## TASK STATEMENT:
Only part of the listing is needed, namely the lines from its start through the line with "focus a window.", and they should be retyped exactly.

## GIVEN INFORMATION:
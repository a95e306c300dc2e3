//! Reducer actions, side-effect intents, and transition logic for the desktop runtime.

use system_shell_contract::UrlTarget;
use thiserror::Error;

use crate::{
    catalog::DesktopCatalog,
    interaction::{GestureRejection, GestureUpdate, InteractionController, InteractionState},
    model::{FullscreenState, PointerPosition, ResizeEdge, WindowKind},
    viewport::Viewport,
    window_manager::WindowManager,
};

/// Desktop state owned by the runtime provider.
#[derive(Debug, Clone, PartialEq, Eq)]
pub struct DesktopState {
    pub catalog: DesktopCatalog,
    pub windows: WindowManager,
    pub fullscreen: FullscreenState,
}

impl DesktopState {
    pub fn new(catalog: DesktopCatalog, viewport: Viewport) -> Self {
        Self {
            windows: WindowManager::new(&catalog, viewport),
            catalog,
            fullscreen: FullscreenState::default(),
        }
    }

    /// Whether the shortcut grid and fullscreen toggle are shown.
    pub fn desktop_chrome_visible(&self) -> bool {
        !self.windows.any_maximized()
    }
}

impl Default for DesktopState {
    fn default() -> Self {
        Self::new(DesktopCatalog::default(), Viewport::default())
    }
}

#[derive(Debug, Clone, PartialEq)]
/// Actions accepted by [`reduce_desktop`] to mutate [`DesktopState`].
pub enum DesktopAction {
    /// Apply the startup layout for the initial viewport and request fullscreen.
    Boot {
        /// Viewport at load time.
        viewport: Viewport,
    },
    /// Display dimensions changed.
    ViewportChanged {
        /// New viewport.
        viewport: Viewport,
    },
    /// Mount, show, and focus a window.
    OpenWindow {
        /// Window to open.
        kind: WindowKind,
    },
    /// Unmount a window.
    CloseWindow {
        /// Window to close.
        kind: WindowKind,
    },
    /// Hide a window while keeping it mounted.
    MinimizeWindow {
        /// Window to minimize.
        kind: WindowKind,
    },
    /// Flip the maximized flag of a window.
    ToggleMaximize {
        /// Window to maximize or restore.
        kind: WindowKind,
    },
    /// Raise a window to the top of the stack.
    FocusWindow {
        /// Window to focus.
        kind: WindowKind,
    },
    /// Pointer went down on a title bar.
    BeginMove {
        /// Window being dragged.
        kind: WindowKind,
        /// Pointer position at drag start.
        pointer: PointerPosition,
    },
    /// Pointer went down on a resize handle.
    BeginResize {
        /// Window being resized.
        kind: WindowKind,
        /// Edge or corner being dragged.
        edge: ResizeEdge,
        /// Pointer position at resize start.
        pointer: PointerPosition,
    },
    /// Pointer moved during a gesture.
    PointerMove {
        /// Window owning the gesture.
        kind: WindowKind,
        /// Current pointer position.
        pointer: PointerPosition,
    },
    /// Pointer released or cancelled.
    PointerUp {
        /// Window owning the gesture.
        kind: WindowKind,
    },
    /// Re-enable geometry animation after a gesture.
    EnableTransitions {
        /// Window whose transitions resume.
        kind: WindowKind,
    },
    /// Enter or leave fullscreen presentation.
    ToggleFullscreen,
    /// The platform reported a fullscreen change.
    FullscreenChanged {
        /// Whether the document is now fullscreen.
        active: bool,
    },
    /// Open a URL outside the desktop.
    OpenExternalUrl {
        /// URL to open.
        url: String,
        /// Browsing-context target.
        target: UrlTarget,
    },
}

#[derive(Debug, Clone, PartialEq, Eq)]
/// Side-effect intents emitted by [`reduce_desktop`] for the host to execute.
pub enum RuntimeEffect {
    /// Start forwarding document pointer-move and pointer-up events for a window's gesture.
    AttachPointerListeners(WindowKind),
    /// Stop forwarding pointer events for a window.
    DetachPointerListeners(WindowKind),
    /// Dispatch [`DesktopAction::EnableTransitions`] after the current event-loop tick.
    EnableTransitionsNextTick(WindowKind),
    /// Move keyboard focus into the window's primary input.
    FocusWindowInput(WindowKind),
    /// Best-effort fullscreen request.
    RequestFullscreen,
    /// Best-effort fullscreen exit.
    ExitFullscreen,
    /// Open a URL outside the desktop.
    OpenExternalUrl {
        /// URL to open.
        url: String,
        /// Browsing-context target.
        target: UrlTarget,
    },
}

#[derive(Debug, Error, Clone, PartialEq, Eq)]
/// Reducer errors for actions that do not apply to the current state.
pub enum ReducerError {
    /// The target window is not mounted.
    #[error("window {0:?} is not mounted")]
    WindowNotMounted(WindowKind),
    /// A drag or resize could not start.
    #[error("{kind:?} gesture rejected: {reason}")]
    GestureRejected {
        /// Target window.
        kind: WindowKind,
        /// Rejection cause.
        reason: GestureRejection,
    },
}

/// Applies a [`DesktopAction`] to the desktop state and collects resulting side effects.
///
/// # Errors
///
/// Returns [`ReducerError`] when the action targets an unmounted window or a gesture cannot
/// start. State is left untouched in that case.
pub fn reduce_desktop(
    state: &mut DesktopState,
    interaction: &mut InteractionState,
    action: DesktopAction,
) -> Result<Vec<RuntimeEffect>, ReducerError> {
    let mut effects = Vec::new();
    match action {
        DesktopAction::Boot { viewport } => {
            if state.windows.set_viewport(viewport).is_none() {
                state.windows.relayout();
            }
            effects.push(RuntimeEffect::RequestFullscreen);
        }
        DesktopAction::ViewportChanged { viewport } => {
            if state.windows.set_viewport(viewport).is_some() {
                for kind in WindowKind::ALL {
                    if !state.windows.window(kind).is_mounted() {
                        end_gesture(state, interaction, kind, &mut effects);
                    }
                }
            }
        }
        DesktopAction::OpenWindow { kind } => {
            state.windows.open(kind);
            effects.push(RuntimeEffect::FocusWindowInput(kind));
        }
        DesktopAction::CloseWindow { kind } => {
            state.windows.close(kind);
            end_gesture(state, interaction, kind, &mut effects);
        }
        DesktopAction::MinimizeWindow { kind } => {
            state.windows.minimize(kind)?;
        }
        DesktopAction::ToggleMaximize { kind } => {
            state.windows.toggle_maximize(kind)?;
        }
        DesktopAction::FocusWindow { kind } => {
            state.windows.focus(kind)?;
            effects.push(RuntimeEffect::FocusWindowInput(kind));
        }
        DesktopAction::BeginMove { kind, pointer } => {
            controller(state, interaction, kind).begin_move(&state.windows, pointer)?;
            state.windows.focus(kind)?;
            effects.push(RuntimeEffect::AttachPointerListeners(kind));
        }
        DesktopAction::BeginResize {
            kind,
            edge,
            pointer,
        } => {
            controller(state, interaction, kind).begin_resize(&state.windows, edge, pointer)?;
            state.windows.focus(kind)?;
            effects.push(RuntimeEffect::AttachPointerListeners(kind));
        }
        DesktopAction::PointerMove { kind, pointer } => {
            let floor = state.catalog.window(kind).min_size();
            let update = interaction
                .controller_mut(kind, floor)
                .pointer_move(&mut state.windows, pointer)?;
            if update == GestureUpdate::Voided {
                effects.push(RuntimeEffect::DetachPointerListeners(kind));
                effects.push(RuntimeEffect::EnableTransitionsNextTick(kind));
            }
        }
        DesktopAction::PointerUp { kind } => {
            end_gesture(state, interaction, kind, &mut effects);
        }
        DesktopAction::EnableTransitions { kind } => {
            controller(state, interaction, kind).enable_transitions();
        }
        DesktopAction::ToggleFullscreen => {
            effects.push(if state.fullscreen.active {
                RuntimeEffect::ExitFullscreen
            } else {
                RuntimeEffect::RequestFullscreen
            });
        }
        DesktopAction::FullscreenChanged { active } => {
            state.fullscreen.active = active;
        }
        DesktopAction::OpenExternalUrl { url, target } => {
            effects.push(RuntimeEffect::OpenExternalUrl { url, target });
        }
    }
    Ok(effects)
}

/// Drops any gesture on `kind` and releases its listeners.
fn end_gesture(
    state: &DesktopState,
    interaction: &mut InteractionState,
    kind: WindowKind,
    effects: &mut Vec<RuntimeEffect>,
) {
    if controller(state, interaction, kind).pointer_up() {
        effects.push(RuntimeEffect::DetachPointerListeners(kind));
        effects.push(RuntimeEffect::EnableTransitionsNextTick(kind));
    }
}

fn controller<'a>(
    state: &DesktopState,
    interaction: &'a mut InteractionState,
    kind: WindowKind,
) -> &'a mut InteractionController {
    interaction.controller_mut(kind, state.catalog.window(kind).min_size())
}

## RESPONSE:
repository a95e306c300dc2e3
//! Reducer actions, side-effect intents, and transition logic for the desktop runtime.

use system_shell_contract::UrlTarget;
use thiserror::Error;

use crate::{
    catalog::DesktopCatalog,
    interaction::{GestureRejection, GestureUpdate, InteractionController, InteractionState},
    model::{FullscreenState, PointerPosition, ResizeEdge, WindowKind},
    viewport::Viewport,
    window_manager::WindowManager,
};

/// Desktop state owned by the runtime provider.
#[derive(Debug, Clone, PartialEq, Eq)]
pub struct DesktopState {
    pub catalog: DesktopCatalog,
    pub windows: WindowManager,
    pub fullscreen: FullscreenState,
}

impl DesktopState {
    pub fn new(catalog: DesktopCatalog, viewport: Viewport) -> Self {
        Self {
            windows: WindowManager::new(&catalog, viewport),
            catalog,
            fullscreen: FullscreenState::default(),
        }
    }

    /// Whether the shortcut grid and fullscreen toggle are shown.
    pub fn desktop_chrome_visible(&self) -> bool {
        !self.windows.any_maximized()
    }
}

impl Default for DesktopState {
    fn default() -> Self {
        Self::new(DesktopCatalog::default(), Viewport::default())
    }
}

#[derive(Debug, Clone, PartialEq)]
/// Actions accepted by [`reduce_desktop`] to mutate [`DesktopState`].
pub enum DesktopAction {
    /// Apply the startup layout for the initial viewport and request fullscreen.
    Boot {
        /// Viewport at load time.
        viewport: Viewport,
    },
    /// Display dimensions changed.
    ViewportChanged {
        /// New viewport.
        viewport: Viewport,
    },
    /// Mount, show, and focus a window.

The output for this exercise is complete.